Exit codes (EXIT_SUCCESS, EXIT_ERROR, EXIT_USAGE_ERROR)
Validation thresholds (MAX_LIFESPAN, MIN_PARENT_AGE, MAX_PARENT_AGE_AT_BIRTH)
Sibling spacing (MIN_SIBLING_SPACING_MONTHS)
SEX validation (VALID_SEX_VALUES: M, F, U, X)
Stats thresholds (MIN_MARRIAGE_AGE, MAX_MARRIAGE_AGE, MAX_FIRST_CHILD_AGE, MAX_SPOUSAL_AGE_GAP)

utils.py — Common utilities used across all commands:

EncodingInfo dataclass — encoding detection results (detected, declared, BOM)
detect_encoding() — BOM detection + declared CHAR header parsing
extract_xref() — extract xref string from ged4py records
validate_input_file() — shared file existence/readability check
count_sources_recursive() — count SOUR citations at all nesting levels
strip_bom() — strip byte order mark from raw bytes, returning stripped bytes and BOM type
resolve_source_codec() — resolve encoding info to a Python codec name
check_output_safety() — validate output path (overwrite, same-file, directory existence)
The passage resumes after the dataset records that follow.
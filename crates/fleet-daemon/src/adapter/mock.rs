//! In-memory platform adapter for testing

use super::traits::{AdapterError, PlatformAdapter};
use fleet_core::{Account, GroupRef, NotifyTarget, RequestKind};
use indexmap::IndexMap;
use std::collections::{HashMap, HashSet};
use std::sync::{Arc, Mutex, MutexGuard, PoisonError};
use std::time::Duration;

/// Record of adapter calls for test assertions
#[derive(Debug, Clone, PartialEq)]
pub enum MockCall {
    FetchMemberships(Account),
    LeaveGroup(Account, GroupRef),
    SendNotification(Account, NotifyTarget, String),
    ListTextChannels(Account, GroupRef),
    ProcessRequest(Account, RequestKind, String, bool),
}

#[derive(Debug, Default)]
struct MockState {
    memberships: IndexMap<String, Vec<GroupRef>>,
    channels: HashMap<String, Vec<GroupRef>>,
    unsupported: HashSet<String>,
    fail_fetch: HashSet<String>,
    panic_fetch: HashSet<String>,
    fail_leave: HashSet<String>,
    fail_notify: HashSet<NotifyTarget>,
    fail_notify_from: HashSet<String>,
    fail_process: bool,
    process_result: Option<bool>,
    supports_leave: bool,
    latency: Duration,
    calls: Vec<MockCall>,
}

/// Mock adapter. Keeps per-account membership lists; a successful leave
/// removes the membership, so a later fetch sees the new state.
///
/// Clones share state, so a test can keep one handle and register another.
#[derive(Debug, Clone)]
pub struct MockAdapter {
    platform: String,
    state: Arc<Mutex<MockState>>,
}

impl MockAdapter {
    pub fn new(platform: impl Into<String>) -> Self {
        Self {
            platform: platform.into(),
            state: Arc::new(Mutex::new(MockState {
                supports_leave: true,
                ..Default::default()
            })),
        }
    }

    fn state(&self) -> MutexGuard<'_, MockState> {
        self.state.lock().unwrap_or_else(PoisonError::into_inner)
    }

    /// Replace the groups an account belongs to
    pub fn set_memberships(&self, account_id: &str, groups: Vec<GroupRef>) {
        self.state()
            .memberships
            .insert(account_id.to_string(), groups);
    }

    /// Current groups of an account
    pub fn memberships(&self, account_id: &str) -> Vec<GroupRef> {
        self.state()
            .memberships
            .get(account_id)
            .cloned()
            .unwrap_or_default()
    }

    /// Text channels returned for a guild
    pub fn set_channels(&self, guild_id: &str, channels: Vec<GroupRef>) {
        self.state().channels.insert(guild_id.to_string(), channels);
    }

    /// Membership fetch for this account reports "unsupported"
    pub fn set_unsupported(&self, account_id: &str) {
        self.state().unsupported.insert(account_id.to_string());
    }

    pub fn fail_fetch_for(&self, account_id: &str) {
        self.state().fail_fetch.insert(account_id.to_string());
    }

    /// Fetching `account_id` panics, as a buggy adapter would
    pub fn panic_fetch_for(&self, account_id: &str) {
        self.state().panic_fetch.insert(account_id.to_string());
    }

    pub fn fail_leave_for(&self, account_id: &str) {
        self.state().fail_leave.insert(account_id.to_string());
    }

    pub fn fail_notify_to(&self, target: NotifyTarget) {
        self.state().fail_notify.insert(target);
    }

    /// Every notification sent by `account_id` fails
    pub fn fail_notify_from(&self, account_id: &str) {
        self.state().fail_notify_from.insert(account_id.to_string());
    }

    pub fn set_fail_process(&self, fail: bool) {
        self.state().fail_process = fail;
    }

    /// Result reported by `process_request` (default: unknown)
    pub fn set_process_result(&self, result: Option<bool>) {
        self.state().process_result = result;
    }

    pub fn set_supports_leave(&self, supports: bool) {
        self.state().supports_leave = supports;
    }

    /// Delay applied to every call before it takes effect
    pub fn set_latency(&self, latency: Duration) {
        self.state().latency = latency;
    }

    /// Get a copy of the call log for assertions
    pub fn calls(&self) -> Vec<MockCall> {
        self.state().calls.clone()
    }

    /// Leave calls as (account id, group) pairs
    pub fn leave_calls(&self) -> Vec<(String, GroupRef)> {
        self.calls()
            .into_iter()
            .filter_map(|c| match c {
                MockCall::LeaveGroup(account, group) => Some((account.id, group)),
                _ => None,
            })
            .collect()
    }

    /// Notification calls as (sender id, target, text)
    pub fn notify_calls(&self) -> Vec<(String, NotifyTarget, String)> {
        self.calls()
            .into_iter()
            .filter_map(|c| match c {
                MockCall::SendNotification(account, target, text) => {
                    Some((account.id, target, text))
                }
                _ => None,
            })
            .collect()
    }

    pub fn fetch_count(&self) -> usize {
        self.calls()
            .iter()
            .filter(|c| matches!(c, MockCall::FetchMemberships(_)))
            .count()
    }

    pub fn clear_calls(&self) {
        self.state().calls.clear();
    }

    /// Log a call and return the configured latency
    fn log_call(&self, call: MockCall) -> Duration {
        let mut state = self.state();
        state.calls.push(call);
        state.latency
    }

    async fn delay(latency: Duration) {
        if !latency.is_zero() {
            tokio::time::sleep(latency).await;
        }
    }
}

impl PlatformAdapter for MockAdapter {
    fn platform(&self) -> &str {
        &self.platform
    }

    fn supports_leave(&self) -> bool {
        self.state().supports_leave
    }

    async fn fetch_memberships(
        &self,
        account: &Account,
    ) -> Result<Option<Vec<GroupRef>>, AdapterError> {
        let latency = self.log_call(MockCall::FetchMemberships(account.clone()));
        Self::delay(latency).await;

        if self.state().panic_fetch.contains(&account.id) {
            panic!("mock fetch panic for {account}");
        }
        let state = self.state();
        if state.fail_fetch.contains(&account.id) {
            return Err(AdapterError::request(format!(
                "mock fetch failure for {account}"
            )));
        }
        if state.unsupported.contains(&account.id) {
            return Ok(None);
        }
        Ok(Some(
            state
                .memberships
                .get(&account.id)
                .cloned()
                .unwrap_or_default(),
        ))
    }

    async fn leave_group(&self, account: &Account, group: &GroupRef) -> Result<(), AdapterError> {
        let latency = self.log_call(MockCall::LeaveGroup(account.clone(), group.clone()));
        Self::delay(latency).await;

        let mut state = self.state();
        if state.fail_leave.contains(&account.id) {
            return Err(AdapterError::request(format!(
                "mock leave failure for {account} in {group}"
            )));
        }
        if let Some(groups) = state.memberships.get_mut(&account.id) {
            groups.retain(|g| g != group);
        }
        Ok(())
    }

    async fn send_notification(
        &self,
        account: &Account,
        target: &NotifyTarget,
        text: &str,
    ) -> Result<(), AdapterError> {
        let latency = self.log_call(MockCall::SendNotification(
            account.clone(),
            target.clone(),
            text.to_string(),
        ));
        Self::delay(latency).await;

        let state = self.state();
        if state.fail_notify.contains(target) || state.fail_notify_from.contains(&account.id) {
            return Err(AdapterError::request(format!(
                "mock notify failure for {target}"
            )));
        }
        Ok(())
    }

    async fn list_text_channels(
        &self,
        account: &Account,
        guild: &GroupRef,
    ) -> Result<Vec<GroupRef>, AdapterError> {
        let latency = self.log_call(MockCall::ListTextChannels(account.clone(), guild.clone()));
        Self::delay(latency).await;

        Ok(self
            .state()
            .channels
            .get(&guild.id)
            .cloned()
            .unwrap_or_default())
    }

    async fn process_request(
        &self,
        account: &Account,
        kind: RequestKind,
        identifier: &str,
        approve: bool,
    ) -> Result<Option<bool>, AdapterError> {
        let latency = self.log_call(MockCall::ProcessRequest(
            account.clone(),
            kind,
            identifier.to_string(),
            approve,
        ));
        Self::delay(latency).await;

        let state = self.state();
        if state.fail_process {
            return Err(AdapterError::request("mock process failure"));
        }
        Ok(state.process_result)
    }
}

#[cfg(test)]
mod tests {
    use super::*;

    #[tokio::test]
    async fn test_leave_removes_membership() {
        let mock = MockAdapter::new("onebot11");
        let a = Account::new("a", "onebot11");
        mock.set_memberships("a", vec![GroupRef::group("1"), GroupRef::group("2")]);

        mock.leave_group(&a, &GroupRef::group("1")).await.unwrap();

        assert_eq!(mock.memberships("a"), vec![GroupRef::group("2")]);
        let fetched = mock.fetch_memberships(&a).await.unwrap().unwrap();
        assert_eq!(fetched, vec![GroupRef::group("2")]);
        assert_eq!(mock.leave_calls(), vec![("a".to_string(), GroupRef::group("1"))]);
    }

    #[tokio::test]
    async fn test_failure_injection() {
        let mock = MockAdapter::new("onebot11");
        let a = Account::new("a", "onebot11");
        mock.set_memberships("a", vec![GroupRef::group("1")]);
        mock.fail_fetch_for("a");
        mock.fail_leave_for("a");
        mock.fail_notify_to(NotifyTarget::Group {
            group_id: "1".into(),
        });

        assert!(mock.fetch_memberships(&a).await.is_err());
        assert!(mock.leave_group(&a, &GroupRef::group("1")).await.is_err());
        assert_eq!(mock.memberships("a").len(), 1);
        let target = NotifyTarget::Group {
            group_id: "1".into(),
        };
        assert!(mock.send_notification(&a, &target, "hi").await.is_err());
        // Failed calls are still logged
        assert_eq!(mock.calls().len(), 3);
    }

    #[tokio::test]
    async fn test_unsupported_account_returns_none() {
        let mock = MockAdapter::new("onebot11");
        mock.set_unsupported("a");
        let result = mock
            .fetch_memberships(&Account::new("a", "onebot11"))
            .await
            .unwrap();
        assert!(result.is_none());
    }

    #[tokio::test]
    async fn test_process_request_result() {
        let mock = MockAdapter::new("onebot11");
        let a = Account::new("a", "onebot11");
        assert_eq!(
            mock.process_request(&a, RequestKind::Friend, "flag", true)
                .await
                .unwrap(),
            None
        );
        mock.set_process_result(Some(false));
        assert_eq!(
            mock.process_request(&a, RequestKind::Friend, "flag", true)
                .await
                .unwrap(),
            Some(false)
        );
        mock.set_fail_process(true);
        assert!(
            mock.process_request(&a, RequestKind::Friend, "flag", true)
                .await
                .is_err()
        );
    }

    #[tokio::test(start_paused = true)]
    async fn test_latency_is_applied() {
        let mock = MockAdapter::new("onebot11");
        mock.set_latency(Duration::from_secs(2));
        let start = tokio::time::Instant::now();
        mock.fetch_memberships(&Account::new("a", "onebot11"))
            .await
            .unwrap();
        assert!(start.elapsed() >= Duration::from_secs(2));
    }
}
dates.py — Date parsing and classification:

extract_year_from_date() — year extraction from GEDCOM date strings
extract_month() — month extraction for birth pattern analysis
classify_date_precision() — categorize dates as full/partial/approximate/missing

graph.py — Graph algorithms for family connectivity:

UnionFind — union-find data structure with path compression and union by rank
find_connected_components() — identify connected components from family member sets
ParentChildGraph — directed parent-child graph with spouse pairings
build_parent_child_graph() — construct graph from GEDCOM FAM records
find_ancestors(), find_descendants() — BFS traversal with depth limit
find_ancestors_with_depth() — BFS returning ancestor-to-depth map with truncation flag

Command Architecture

Each command follows the same pattern: register_subcommand(subparsers) to wire up argparse, run(args) as the entry point. Results are dataclasses with format_text() and format_json() methods.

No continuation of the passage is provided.